→ Problem statement
Look through the listing below and give the number of lines in which "contents" occurs, nothing more.

→ Records to process
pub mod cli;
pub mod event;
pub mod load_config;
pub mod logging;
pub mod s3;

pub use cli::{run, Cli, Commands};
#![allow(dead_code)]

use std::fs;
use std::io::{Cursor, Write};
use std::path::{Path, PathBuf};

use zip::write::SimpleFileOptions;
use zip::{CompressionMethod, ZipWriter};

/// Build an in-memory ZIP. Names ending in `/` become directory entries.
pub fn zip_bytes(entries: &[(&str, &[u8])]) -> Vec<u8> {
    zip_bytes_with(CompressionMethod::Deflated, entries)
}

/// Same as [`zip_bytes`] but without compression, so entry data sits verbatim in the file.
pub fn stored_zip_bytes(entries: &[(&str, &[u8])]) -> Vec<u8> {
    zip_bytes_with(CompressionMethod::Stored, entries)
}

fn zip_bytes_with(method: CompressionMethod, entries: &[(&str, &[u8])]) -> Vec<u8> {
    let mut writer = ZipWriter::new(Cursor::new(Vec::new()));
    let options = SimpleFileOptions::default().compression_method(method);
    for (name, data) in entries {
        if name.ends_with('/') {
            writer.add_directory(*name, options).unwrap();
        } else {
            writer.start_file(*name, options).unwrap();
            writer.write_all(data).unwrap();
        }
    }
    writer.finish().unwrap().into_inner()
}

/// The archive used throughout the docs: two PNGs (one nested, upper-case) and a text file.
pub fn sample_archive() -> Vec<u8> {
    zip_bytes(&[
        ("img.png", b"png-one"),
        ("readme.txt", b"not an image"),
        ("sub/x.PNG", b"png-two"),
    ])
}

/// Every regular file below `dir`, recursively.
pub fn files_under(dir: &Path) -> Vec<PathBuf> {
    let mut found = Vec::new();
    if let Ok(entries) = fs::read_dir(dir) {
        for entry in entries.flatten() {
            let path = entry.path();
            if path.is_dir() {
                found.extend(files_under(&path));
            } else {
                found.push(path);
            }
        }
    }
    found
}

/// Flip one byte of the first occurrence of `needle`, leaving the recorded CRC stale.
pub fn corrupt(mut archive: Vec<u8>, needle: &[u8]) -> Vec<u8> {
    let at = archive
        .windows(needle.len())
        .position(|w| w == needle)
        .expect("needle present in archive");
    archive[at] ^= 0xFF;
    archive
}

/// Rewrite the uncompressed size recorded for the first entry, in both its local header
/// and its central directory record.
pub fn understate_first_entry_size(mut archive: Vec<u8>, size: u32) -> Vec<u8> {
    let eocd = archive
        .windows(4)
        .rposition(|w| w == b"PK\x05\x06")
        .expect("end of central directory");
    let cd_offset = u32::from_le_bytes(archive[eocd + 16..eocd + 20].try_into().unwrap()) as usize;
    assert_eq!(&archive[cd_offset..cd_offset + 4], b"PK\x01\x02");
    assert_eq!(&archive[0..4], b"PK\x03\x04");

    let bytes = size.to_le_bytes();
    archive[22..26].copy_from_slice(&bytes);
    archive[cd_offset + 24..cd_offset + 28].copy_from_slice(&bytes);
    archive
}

...

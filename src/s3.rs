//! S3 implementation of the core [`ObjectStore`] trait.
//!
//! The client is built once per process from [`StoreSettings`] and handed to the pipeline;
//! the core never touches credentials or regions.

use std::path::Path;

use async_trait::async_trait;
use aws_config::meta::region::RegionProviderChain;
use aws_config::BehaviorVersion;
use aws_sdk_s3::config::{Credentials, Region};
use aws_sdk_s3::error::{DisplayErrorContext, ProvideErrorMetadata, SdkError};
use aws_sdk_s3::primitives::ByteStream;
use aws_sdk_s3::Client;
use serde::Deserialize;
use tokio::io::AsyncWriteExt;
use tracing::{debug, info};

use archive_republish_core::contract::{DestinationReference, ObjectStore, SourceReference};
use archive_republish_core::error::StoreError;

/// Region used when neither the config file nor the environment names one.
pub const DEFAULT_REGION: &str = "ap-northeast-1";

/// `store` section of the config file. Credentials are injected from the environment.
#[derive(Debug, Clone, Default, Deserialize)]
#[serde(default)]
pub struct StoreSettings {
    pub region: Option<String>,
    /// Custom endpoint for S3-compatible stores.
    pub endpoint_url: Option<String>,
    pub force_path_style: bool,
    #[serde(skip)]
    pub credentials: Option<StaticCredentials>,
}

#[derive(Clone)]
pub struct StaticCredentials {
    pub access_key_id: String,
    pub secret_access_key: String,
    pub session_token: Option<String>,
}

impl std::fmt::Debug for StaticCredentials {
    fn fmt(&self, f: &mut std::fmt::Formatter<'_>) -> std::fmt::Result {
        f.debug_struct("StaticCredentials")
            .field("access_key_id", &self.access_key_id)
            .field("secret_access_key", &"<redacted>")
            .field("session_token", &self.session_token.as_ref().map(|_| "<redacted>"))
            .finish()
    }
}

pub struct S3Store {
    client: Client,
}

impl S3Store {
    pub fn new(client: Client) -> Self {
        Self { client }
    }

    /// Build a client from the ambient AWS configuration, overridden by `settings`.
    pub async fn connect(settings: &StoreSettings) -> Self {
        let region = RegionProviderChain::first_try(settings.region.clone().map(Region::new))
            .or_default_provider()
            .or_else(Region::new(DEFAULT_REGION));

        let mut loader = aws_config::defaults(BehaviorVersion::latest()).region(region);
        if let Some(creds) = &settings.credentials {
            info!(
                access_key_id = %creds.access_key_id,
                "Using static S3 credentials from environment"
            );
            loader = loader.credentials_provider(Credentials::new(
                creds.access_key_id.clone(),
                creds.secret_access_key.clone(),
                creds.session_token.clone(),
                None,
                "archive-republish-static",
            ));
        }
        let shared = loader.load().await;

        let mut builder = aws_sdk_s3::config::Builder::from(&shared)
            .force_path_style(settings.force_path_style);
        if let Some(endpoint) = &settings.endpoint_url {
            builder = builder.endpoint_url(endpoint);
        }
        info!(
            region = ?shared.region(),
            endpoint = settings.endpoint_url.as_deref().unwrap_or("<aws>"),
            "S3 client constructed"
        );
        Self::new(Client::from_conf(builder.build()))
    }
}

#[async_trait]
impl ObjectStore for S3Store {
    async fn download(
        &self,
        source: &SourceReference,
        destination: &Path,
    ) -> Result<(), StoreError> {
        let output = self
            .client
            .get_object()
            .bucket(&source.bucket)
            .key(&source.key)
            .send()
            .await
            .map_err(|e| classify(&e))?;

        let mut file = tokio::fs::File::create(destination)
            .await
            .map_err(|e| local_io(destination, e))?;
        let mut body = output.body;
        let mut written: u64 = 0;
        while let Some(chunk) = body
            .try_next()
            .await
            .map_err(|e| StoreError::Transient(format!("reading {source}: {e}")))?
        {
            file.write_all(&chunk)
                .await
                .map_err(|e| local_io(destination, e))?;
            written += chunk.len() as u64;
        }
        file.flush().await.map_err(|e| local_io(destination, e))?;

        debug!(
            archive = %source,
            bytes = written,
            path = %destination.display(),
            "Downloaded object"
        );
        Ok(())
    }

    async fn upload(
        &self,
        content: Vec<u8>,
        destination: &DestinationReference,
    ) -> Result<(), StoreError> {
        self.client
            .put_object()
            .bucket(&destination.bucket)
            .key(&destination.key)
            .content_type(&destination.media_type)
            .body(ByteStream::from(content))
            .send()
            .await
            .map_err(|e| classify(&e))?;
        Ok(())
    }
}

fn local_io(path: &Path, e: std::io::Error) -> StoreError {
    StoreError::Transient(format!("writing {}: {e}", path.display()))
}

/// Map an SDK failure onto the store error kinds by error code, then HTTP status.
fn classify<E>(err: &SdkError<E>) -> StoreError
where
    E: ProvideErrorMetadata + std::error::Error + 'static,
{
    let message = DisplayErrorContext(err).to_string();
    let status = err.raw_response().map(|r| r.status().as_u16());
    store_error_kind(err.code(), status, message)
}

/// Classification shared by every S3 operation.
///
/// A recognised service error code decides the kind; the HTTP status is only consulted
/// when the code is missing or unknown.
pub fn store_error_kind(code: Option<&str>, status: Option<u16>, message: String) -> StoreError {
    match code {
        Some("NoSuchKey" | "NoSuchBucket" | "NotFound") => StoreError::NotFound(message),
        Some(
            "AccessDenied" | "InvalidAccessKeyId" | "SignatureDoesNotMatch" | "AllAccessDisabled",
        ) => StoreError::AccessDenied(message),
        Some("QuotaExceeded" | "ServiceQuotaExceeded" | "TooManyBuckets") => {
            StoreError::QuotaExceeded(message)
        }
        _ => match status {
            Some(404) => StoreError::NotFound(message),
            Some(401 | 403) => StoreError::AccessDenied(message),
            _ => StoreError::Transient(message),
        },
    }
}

* * *

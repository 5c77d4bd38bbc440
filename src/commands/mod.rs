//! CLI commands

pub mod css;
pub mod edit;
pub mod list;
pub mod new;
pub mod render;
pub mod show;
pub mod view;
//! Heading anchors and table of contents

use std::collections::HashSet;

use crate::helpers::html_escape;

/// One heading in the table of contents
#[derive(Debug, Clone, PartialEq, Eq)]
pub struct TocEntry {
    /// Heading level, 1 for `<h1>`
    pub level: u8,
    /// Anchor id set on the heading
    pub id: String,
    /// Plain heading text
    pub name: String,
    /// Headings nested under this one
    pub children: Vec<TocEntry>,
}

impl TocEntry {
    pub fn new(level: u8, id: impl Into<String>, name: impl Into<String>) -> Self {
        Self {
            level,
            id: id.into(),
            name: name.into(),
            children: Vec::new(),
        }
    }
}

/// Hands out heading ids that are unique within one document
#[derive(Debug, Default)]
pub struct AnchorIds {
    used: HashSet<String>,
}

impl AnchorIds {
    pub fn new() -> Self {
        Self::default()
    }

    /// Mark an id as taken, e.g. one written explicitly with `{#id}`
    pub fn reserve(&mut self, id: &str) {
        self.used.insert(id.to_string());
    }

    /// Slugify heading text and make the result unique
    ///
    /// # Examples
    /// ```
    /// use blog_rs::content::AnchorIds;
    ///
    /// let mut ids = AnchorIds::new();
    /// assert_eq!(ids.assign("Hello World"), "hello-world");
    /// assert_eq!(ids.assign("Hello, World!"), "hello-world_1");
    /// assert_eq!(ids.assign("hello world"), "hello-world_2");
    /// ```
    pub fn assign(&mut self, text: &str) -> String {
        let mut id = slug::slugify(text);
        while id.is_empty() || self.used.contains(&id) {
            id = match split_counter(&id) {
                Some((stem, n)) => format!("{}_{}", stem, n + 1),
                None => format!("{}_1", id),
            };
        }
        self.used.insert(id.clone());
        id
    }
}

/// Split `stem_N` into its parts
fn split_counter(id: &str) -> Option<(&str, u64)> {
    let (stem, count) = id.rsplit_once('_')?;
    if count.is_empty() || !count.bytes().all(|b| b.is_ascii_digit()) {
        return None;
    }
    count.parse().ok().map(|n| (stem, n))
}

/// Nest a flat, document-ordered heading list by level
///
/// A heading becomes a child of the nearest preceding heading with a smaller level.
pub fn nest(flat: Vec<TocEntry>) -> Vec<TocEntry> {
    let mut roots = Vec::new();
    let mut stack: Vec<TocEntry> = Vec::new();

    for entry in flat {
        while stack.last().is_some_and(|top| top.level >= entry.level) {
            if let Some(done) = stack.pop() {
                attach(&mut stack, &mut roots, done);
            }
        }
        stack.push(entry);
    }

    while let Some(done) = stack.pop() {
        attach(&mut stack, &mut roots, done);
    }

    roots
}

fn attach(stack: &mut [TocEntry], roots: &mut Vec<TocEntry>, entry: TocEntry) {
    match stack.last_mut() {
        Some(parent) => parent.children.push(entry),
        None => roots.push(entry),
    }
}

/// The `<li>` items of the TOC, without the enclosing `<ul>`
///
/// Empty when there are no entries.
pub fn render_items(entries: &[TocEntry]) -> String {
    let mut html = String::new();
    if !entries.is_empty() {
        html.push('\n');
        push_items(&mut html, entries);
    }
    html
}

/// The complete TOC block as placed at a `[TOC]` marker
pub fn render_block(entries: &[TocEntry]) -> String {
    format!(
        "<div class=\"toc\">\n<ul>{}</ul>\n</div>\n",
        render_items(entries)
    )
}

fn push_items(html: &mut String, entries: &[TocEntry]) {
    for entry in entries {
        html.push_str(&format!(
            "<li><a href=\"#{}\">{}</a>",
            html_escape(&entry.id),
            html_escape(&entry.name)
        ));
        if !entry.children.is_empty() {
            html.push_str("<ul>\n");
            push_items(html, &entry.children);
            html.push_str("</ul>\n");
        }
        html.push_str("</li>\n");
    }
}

→ Reply to the exercise
2